In 1977, Jones made his debut in his iconic voiceover role as Darth Vader in George Lucas' space opera blockbuster film Star Wars: A New Hope, which he would reprise for the sequels The Empire Strikes Back (1980) and Return of the Jedi (1983). Darth Vader was portrayed in costume by David Prowse in the film trilogy, with Jones dubbing Vader's dialogue in postproduction because Prowse's strong West Country accent was deemed unsuitable for the role by director George Lucas. At his own request, Jones was uncredited for the release of the first two Star Wars films, though he would be credited for the third film and eventually also for the first film's 1997 "Special Edition" re-release. As he explained in a 2008 interview:

In 1977, Jones also received a Grammy Award for Best Spoken Word Album for Great American Documents.

In late 1979, Jones appeared on the short-lived CBS police drama Paris, which was notable as the first program on which Steven Bochco served as executive producer. Jones also starred that year in the critically acclaimed TV mini-series sequel Roots: The Next Generations as the older version of author Alex Haley.

1980s 
In 1987, Jones starred in August Wilson's play Fences as Troy Maxson, a middle aged working class father who struggles to provide for his family.

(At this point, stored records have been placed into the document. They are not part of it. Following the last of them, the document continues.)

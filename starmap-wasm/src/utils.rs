use log::{Level, LevelFilter, Metadata, Record};
use wasm_bindgen::{JsCast, JsValue};

/// Log a message to the browser console.
pub fn log(s: &str) {
    web_sys::console::log_1(&JsValue::from_str(s));
}

/// `log` facade backend writing to the browser console.
pub struct ConsoleLogger;

impl log::Log for ConsoleLogger {
    fn enabled(&self, metadata: &Metadata) -> bool {
        metadata.level() <= log::max_level()
    }

    fn log(&self, record: &Record) {
        if !self.enabled(record.metadata()) {
            return;
        }
        let msg = JsValue::from_str(&format!("[{}] {}", record.target(), record.args()));
        match record.level() {
            Level::Error => web_sys::console::error_1(&msg),
            Level::Warn => web_sys::console::warn_1(&msg),
            Level::Info => web_sys::console::info_1(&msg),
            Level::Debug | Level::Trace => web_sys::console::debug_1(&msg),
        }
    }

    fn flush(&self) {}
}

static LOGGER: ConsoleLogger = ConsoleLogger;

pub fn init_logging(level: LevelFilter) {
    if log::set_logger(&LOGGER).is_ok() {
        log::set_max_level(level);
    }
}

/// Readable text for a thrown JS value.
pub fn js_error_text(e: &JsValue) -> String {
    if let Some(err) = e.dyn_ref::<js_sys::Error>() {
        return String::from(err.message());
    }
    e.as_string().unwrap_or_else(|| format!("{e:?}"))
}

fn window_string(key: &str) -> Option<String> {
    let w = web_sys::window()?;
    let v = js_sys::Reflect::get(&w, &JsValue::from_str(key)).ok()?;
    v.as_string().filter(|s| !s.trim().is_empty())
}

/// Join a relative path onto a base URL.
pub fn join_url(base: &str, path: &str) -> String {
    let p = path.trim();
    if p.starts_with("http://") || p.starts_with("https://") || p.starts_with("data:") {
        return p.to_string();
    }
    let base = if base.ends_with('/') {
        base.to_string()
    } else {
        format!("{}/", base)
    };
    format!("{}{}", base, p.trim_start_matches('/'))
}

/// Build an absolute URL for an asset, taking into account the optional
/// `window.__BASE_URL` which is set by the host page.
pub fn asset_url(path: &str) -> String {
    let base = window_string("__BASE_URL").unwrap_or_else(|| "/".to_string());
    join_url(&base, path)
}

/// Star chart proxy endpoint: `window.__PROXY_URL`, else `proxy.php` next to the page.
pub fn proxy_url() -> String {
    window_string("__PROXY_URL").unwrap_or_else(|| asset_url("proxy.php"))
}

/// Simple query string parser used at start-up.
pub fn get_query_param(search: &str, key: &str) -> Option<String> {
    let s = search.trim_start_matches('?');
    for pair in s.split('&') {
        let mut it = pair.splitn(2, '=');
        let k = it.next()?;
        let v = it.next().unwrap_or("");
        if k == key {
            return Some(url_decode(v));
        }
    }
    None
}

fn url_decode(s: &str) -> String {
    let s = s.replace('+', " ");
    match percent_encoding::percent_decode_str(&s).decode_utf8() {
        Ok(c) => c.into_owned(),
        Err(_) => s.clone(),
    }
}

/// Today's date in UTC as `YYYY-MM-DD`.
pub fn today_iso() -> String {
    let iso = String::from(js_sys::Date::new_0().to_iso_string());
    iso.get(..10).unwrap_or_default().to_string()
}

#[cfg(test)]
mod tests {
    use super::*;

    #[test]
    fn query_params() {
        let q = "?lat=N32%C2%B055.93211%E2%80%B2&lon=-80.12&date=2024-06-21&empty";
        assert_eq!(get_query_param(q, "lat").as_deref(), Some("N32°55.93211′"));
        assert_eq!(get_query_param(q, "lon").as_deref(), Some("-80.12"));
        assert_eq!(get_query_param(q, "empty").as_deref(), Some(""));
        assert_eq!(get_query_param(q, "zoom"), None);
        assert_eq!(get_query_param("?q=a+b", "q").as_deref(), Some("a b"));
    }

    #[test]
    fn url_joining() {
        assert_eq!(join_url("/app", "proxy.php"), "/app/proxy.php");
        assert_eq!(join_url("https://x.org/", "/proxy.php"), "https://x.org/proxy.php");
        assert_eq!(join_url("/", "https://api.example/p"), "https://api.example/p");
    }
}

The play, set in the 1950s, is part of Wilson's ten-part "Pittsburgh Cycle". The play explores the evolving African American experience and examines race relations, among other themes. Jones won widespread critical acclaim, earning himself his second Tony Award for Best Actor in a Play.

Beside the Star Wars sequels, Jones was featured in several other box office hits of the 1980s: the action/fantasy film Conan the Barbarian (1982), the Eddie Murphy comedy Coming to America (1988), and the sports drama/fantasy Field of Dreams (1989) which earned an Academy Award for Best Picture nomination. He also starred in the independent film Matewan (1987). The film dramatized the events of the Battle of Matewan, a coal miners' strike in 1920 in Matewan, a small town in the hills of West Virginia. He received an Independent Spirit Award nomination for his performance.

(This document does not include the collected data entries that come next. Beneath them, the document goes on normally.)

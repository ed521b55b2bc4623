use std::fmt::Write as _;

use crate::layout::{Baseline, CompositePlan, PlacedText};

/// Ascent and descent of a typical text face, as fractions of the em size.
/// SVG positions text on the alphabetic baseline; canvas plans use top/bottom.
const ASCENT: f64 = 0.8;
const DESCENT: f64 = 0.2;

pub fn escape(s: &str) -> String {
    s.replace('&', "&amp;")
        .replace('<', "&lt;")
        .replace('>', "&gt;")
        .replace('"', "&quot;")
}

fn alphabetic_y(t: &PlacedText) -> f64 {
    match t.baseline {
        Baseline::Top => t.y + t.font_px as f64 * ASCENT,
        Baseline::Bottom => t.y - t.font_px as f64 * DESCENT,
    }
}

/// Transparent SVG holding only the plan's text layers, sized to the canvas.
pub fn text_overlay_svg(plan: &CompositePlan) -> String {
    let (w, h) = (plan.width, plan.height);
    let mut s = String::new();
    s.push_str("<?xml version=\"1.0\" encoding=\"UTF-8\"?>\n");
    let _ = writeln!(
        s,
        "<svg xmlns=\"http://www.w3.org/2000/svg\" width=\"{w}\" height=\"{h}\" viewBox=\"0 0 {w} {h}\">"
    );
    for t in &plan.texts {
        let l = &t.layer;
        let _ = writeln!(
            s,
            "<text x=\"{:.2}\" y=\"{:.2}\" text-anchor=\"middle\" font-family=\"{}\" font-size=\"{}\" font-weight=\"{}\" font-style=\"{}\" fill=\"{}\">{}</text>",
            t.x,
            alphabetic_y(t),
            escape(&l.font_family),
            t.font_px,
            if l.bold { "bold" } else { "normal" },
            if l.italic { "italic" } else { "normal" },
            escape(&l.color),
            escape(l.text.trim()),
        );
    }
    s.push_str("</svg>\n");
    s
}

#[cfg(test)]
mod tests {
    use super::*;
    use crate::layout::{PREVIEW_WIDTH_PX, RenderConfig, plan_composite};
    use crate::model::{ImageFormat, RenderTarget, StyledTextLayer, TextPosition};

    #[test]
    fn escapes_markup() {
        assert_eq!(escape("a<b & \"c\">"), "a&lt;b &amp; &quot;c&quot;&gt;");
    }

    #[test]
    fn overlay_contains_each_placed_layer() {
        let layers = vec![
            StyledTextLayer {
                id: "t1".into(),
                text: "Tom & Ann".into(),
                bold: true,
                position: TextPosition::Below,
                ..Default::default()
            },
            StyledTextLayer {
                id: "t2".into(),
                text: "Above".into(),
                italic: true,
                position: TextPosition::Above,
                ..Default::default()
            },
        ];
        let plan = plan_composite(&RenderConfig {
            target: RenderTarget {
                width: 1600,
                height: 2000,
                circle_radius_percent: 70,
                ..Default::default()
            },
            format: ImageFormat::Png,
            layers,
            authoring_width: PREVIEW_WIDTH_PX,
        });
        let svg = text_overlay_svg(&plan);
        assert!(svg.contains("width=\"1600\" height=\"2000\""));
        assert!(svg.contains(">Tom &amp; Ann</text>"));
        assert!(svg.contains("font-weight=\"bold\""));
        assert!(svg.contains("font-style=\"italic\""));
        assert!(svg.contains("font-size=\"32\""));
        assert_eq!(svg.matches("<text").count(), 2);
    }
}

In 1985, Jones lent his bass voice as Pharaoh in the first episode of Hanna-Barbera's The Greatest Adventure: Stories from the Bible. From 1989 to 1992, Jones served as the host of the children's TV series Long Ago and Far Away.

1990s 

Jones appeared in several more successful films during the early-to-mid 1990s, including The Hunt for Red October (1990), Patriot Games (1992), The Sandlot (1993), Clear and Present Danger (1994), and Cry, the Beloved Country (1995). He also lent his distinctive bass voice to the role of Mufasa in the 1994 Disney animated film The Lion King.

In 1992, Jones was presented with the National Medal of the Arts by President George H. W. Bush.

Jones has the distinction of winning two Primetime Emmys in the same year, in 1991 as Best Actor for his role in Gabriel's Fire and as Best Supporting Actor for his work in Heat Wave.

He has played lead characters on television in three series. The second show aired on ABC between 1990 and 1992, the first season being titled Gabriel's Fire and the second (after a format revision) Pros and Cons. In both formats of that show, Jones played a former policeman wrongly convicted of murder who, upon his release from prison, became a private eye. In 1995, Jones starred in Under One Roof as Neb Langston, a widowed African-American police officer sharing his home in Seattle with his daughter, his married son with his children, and Neb's newly adopted son. The show was a mid-season replacement and lasted only six weeks, but earned him another Emmy nomination. He also portrayed Thad Green on "Mathnet", a parody of Dragnet that appeared in the PBS program Square One Television. In 1998, Jones starred in the widely acclaimed syndicated program An American Moment (created by James R. Kirk and Ninth Wave Productions). Jones took over the role left by Charles Kuralt, upon Kuralt's death.

James has guest starred in many television shows over the years, including for NBC's Law & Order, Frasier, and Will & Grace, and ABC's Lois & Clark: The New Adventures of Superman. In 1990, Jones performed voice work for The Simpsons first "Treehouse of Horror" Halloween special, in which he was the narrator for the Simpsons' version of Edgar Allan Poe's poem "The Raven". He also voiced the Emperor of the Night in Pinocchio and the Emperor of the Night and Ommadon in Flight of Dragons. 

On July 13, 1993, accompanied by the Morgan State University choir, Jones spoke the U.S. National Anthem before the 1993 Major League Baseball All-Star Game in Baltimore. In 1996, he recited the classic baseball poem "Casey at the Bat" with the Cincinnati Pops Orchestra, and in 2007 before a Philadelphia Phillies home game on June 1, 2007.

2000s 
During the 2000s Jones made appearances on various television shows such as CBS's Two and a Half Men, the WB drama Everwood, Fox's medical drama House, M.D., and CBS's The Big Bang Theory.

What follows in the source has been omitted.